Merge pull request #1890 from arcaneframework/dev/gg-add-grain-size-for-multi-dim-multi-thread-loop

grospelliergilles · web-flow · commit 90f1b0e1cb58 · 2025-01-03T17:54:06.000+01:00
Add support for specifiying grain size for multi-dimensionnelle multi-threaded loops
diff --git a/arcane/src/arcane/parallel/thread/TBBTaskImplementation.cc b/arcane/src/arcane/parallel/thread/TBBTaskImplementation.cc
@@ -21,6 +21,7 @@
 #include "arcane/utils/PlatformUtils.h"
 #include "arcane/utils/Profiling.h"
 #include "arcane/utils/MemoryAllocator.h"
+#include "arcane/utils/FixedArray.h"
 #include "arcane/utils/internal/TaskFactoryInternal.h"
 
 #include "arcane/core/FactoryService.h"
@@ -197,27 +198,27 @@ _toTBBRange(const ComplexForLoopRanges<4>& r)
 /*---------------------------------------------------------------------------*/
 
 inline tbb::blocked_rangeNd<Int32,2>
-_toTBBRangeWithGrain(const tbb::blocked_rangeNd<Int32,2>& r,std::size_t grain_size)

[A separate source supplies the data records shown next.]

use crate::error::ConfigError;

// =========================================================
// 客户端配置 (Client Configuration)
// =========================================================

/// 这些是默认值，构建时未提供对应变量则使用它们
pub const DEFAULT_BASE_URL: &str = "http://localhost:8000";
pub const DEFAULT_USER_STORAGE_KEY: &str = "user";
pub const DEFAULT_PAGE_SIZE: u32 = 10;

pub const VAR_API_BASE: &str = "TALKBOARD_API_BASE";
pub const VAR_USER_KEY: &str = "TALKBOARD_USER_KEY";
pub const VAR_PAGE_SIZE: &str = "TALKBOARD_PAGE_SIZE";

/// 客户端配置
///
/// 通过 `from_lookup` 注入变量来源：浏览器端为构建期 `option_env!`，
/// 测试中为 HashMap。
#[derive(Debug, Clone, PartialEq, Eq)]
pub struct ClientConfig {
    /// 后端根地址（无结尾 `/`）
    pub base_url: String,
    /// 持久化会话用户的存储键
    pub user_storage_key: String,
    /// 帖子列表每页条数
    pub page_size: u32,
}

impl Default for ClientConfig {
    fn default() -> Self {
        Self {
            base_url: DEFAULT_BASE_URL.to_string(),
            user_storage_key: DEFAULT_USER_STORAGE_KEY.to_string(),
            page_size: DEFAULT_PAGE_SIZE,
        }
    }
}

impl ClientConfig {
    pub fn new(base_url: &str) -> Result<Self, ConfigError> {
        Ok(Self {
            base_url: normalize_base_url(base_url)?,
            ..Self::default()
        })
    }

    /// 从变量来源读取配置，读不到就用默认值
    ///
    /// 页大小无法解析或为 0 时回退到默认值；API 地址非法则报错。
    pub fn from_lookup<F>(lookup: F) -> Result<Self, ConfigError>
    where
        F: Fn(&str) -> Option<String>,
    {
        let base_url = match lookup(VAR_API_BASE) {
            Some(url) => normalize_base_url(&url)?,
            None => DEFAULT_BASE_URL.to_string(),
        };

        let user_storage_key = lookup(VAR_USER_KEY)
            .filter(|k| !k.trim().is_empty())
            .unwrap_or_else(|| DEFAULT_USER_STORAGE_KEY.to_string());

        let page_size = lookup(VAR_PAGE_SIZE)
            .and_then(|v| v.trim().parse::<u32>().ok())
            .filter(|n| *n > 0)
            .unwrap_or(DEFAULT_PAGE_SIZE);

        Ok(Self {
            base_url,
            user_storage_key,
            page_size,
        })
    }

    /// 拼接完整请求地址
    pub fn url(&self, path: &str) -> String {
        if path.starts_with('/') {
            format!("{}{}", self.base_url, path)
        } else {
            format!("{}/{}", self.base_url, path)
        }
    }
}

fn normalize_base_url(raw: &str) -> Result<String, ConfigError> {
    let trimmed = raw.trim();
    if !(trimmed.starts_with("http://") || trimmed.starts_with("https://")) {
        return Err(ConfigError::InvalidBaseUrl(raw.to_string()));
    }
    Ok(trimmed.trim_end_matches('/').to_string())
}
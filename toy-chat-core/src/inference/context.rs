use crate::artifact::StateVocab;

/// State label of unigram models, which have a single context-free row.
pub const NO_CONTEXT_LABEL: &str = "(no context)";

/// Separator between tokens in multi-token state labels (`"the|cat"`).
pub const STATE_SEPARATOR: &str = "|";

/// How many preceding tokens select a weight row.
///
/// Built from the integer `contextWindow` of a model configuration; any value
/// outside `0..=3` maps to `Unsupported` and never resolves to a state.
#[derive(Clone, Copy, Debug, PartialEq, Eq)]
pub enum ContextWindow {
	/// No context: every prediction uses the `(no context)` row.
	Unigram,
	/// The last token.
	Bigram,
	/// The last two tokens.
	Trigram,
	/// The last three tokens.
	Quadgram,
	Unsupported(i64),
}

impl From<i64> for ContextWindow {
	fn from(window: i64) -> Self {
		match window {
			0 => Self::Unigram,
			1 => Self::Bigram,
			2 => Self::Trigram,
			3 => Self::Quadgram,
			other => Self::Unsupported(other),
		}
	}
}

impl ContextWindow {
	/// Builds the state label for a tokenized context.
	///
	/// Returns `None` when the context is too short or the window unsupported.
	pub fn state_label(self, tokens: &[String]) -> Option<String> {
		match self {
			Self::Unigram => Some(NO_CONTEXT_LABEL.to_owned()),
			Self::Bigram => tokens.last().cloned(),
			Self::Trigram => last_n_joined(tokens, 2),
			Self::Quadgram => last_n_joined(tokens, 3),
			Self::Unsupported(_) => None,
		}
	}

	/// Resolves a tokenized context to a state id.
	///
	/// A unigram model without a `(no context)` row falls back to state 0.
	/// Every other window yields `None` when its label is unknown.
	pub fn resolve_state(self, states: &StateVocab, tokens: &[String]) -> Option<usize> {
		let label = self.state_label(tokens)?;
		match self {
			Self::Unigram => Some(states.id_of(&label).unwrap_or(0)),
			_ => states.id_of(&label),
		}
	}
}

fn last_n_joined(tokens: &[String], n: usize) -> Option<String> {
	if tokens.len() < n {
		return None;
	}
	Some(tokens[tokens.len() - n..].join(STATE_SEPARATOR))
}

/// Whitespace tokenizer: trims, lowercases, splits on runs of whitespace.
pub fn tokenize_prompt(prompt: &str) -> Vec<String> {
	prompt.trim()
		.to_lowercase()
		.split_whitespace()
		.map(str::to_owned)
		.collect()
}
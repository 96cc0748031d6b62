use std::str::FromStr;

use crate::error::{LoadError, Result};

/// A parsed CSV document: ordered rows of trimmed cells.
pub type Table = Vec<Vec<String>>;

/// Splits raw CSV text into a table of trimmed cells.
///
/// - Accepts `\n` and `\r\n` line endings
/// - Drops lines that are empty once trimmed
/// - Splits on every comma; quoting is not supported, so a cell can never
///   contain a comma
///
/// Empty input yields an empty table.
pub fn parse_csv(text: &str) -> Table {
	text.lines()
		.map(str::trim)
		.filter(|line| !line.is_empty())
		.map(|line| line.split(',').map(|cell| cell.trim().to_owned()).collect())
		.collect()
}

/// Finds a column by case-insensitive header name.
pub(crate) fn header_index(header: &[String], name: &str) -> Option<usize> {
	header.iter().position(|h| h.eq_ignore_ascii_case(name))
}

/// Returns the cell at `index`, or `default` when the row is too short.
pub(crate) fn cell<'a>(row: &'a [String], index: usize, default: &'a str) -> &'a str {
	row.get(index).map(String::as_str).unwrap_or(default)
}

/// Parses a base-10 integer cell.
pub(crate) fn parse_int<T: FromStr>(raw: &str) -> Result<T> {
	raw.parse::<T>().map_err(|_| LoadError::parse_int(raw))
}

/// Parses a floating-point cell. Non-finite values (`inf`, `NaN`) are rejected.
pub(crate) fn parse_float(raw: &str) -> Result<f64> {
	match raw.parse::<f64>() {
		Ok(value) if value.is_finite() => Ok(value),
		_ => Err(LoadError::parse_float(raw)),
	}
}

+_toTBBRangeWithGrain(const tbb::blocked_rangeNd<Int32,2>& r,FixedArray<size_t,2> grain_sizes)
 {
-  return {{r.dim(0).begin(), r.dim(0).end(), grain_size},
-          {r.dim(1).begin(), r.dim(1).end()}};
+  return {{r.dim(0).begin(), r.dim(0).end(), grain_sizes[0]},
+          {r.dim(1).begin(), r.dim(1).end(), grain_sizes[1]}};
 }
 
 inline tbb::blocked_rangeNd<Int32,3>
-_toTBBRangeWithGrain(const tbb::blocked_rangeNd<Int32,3>& r,std::size_t grain_size)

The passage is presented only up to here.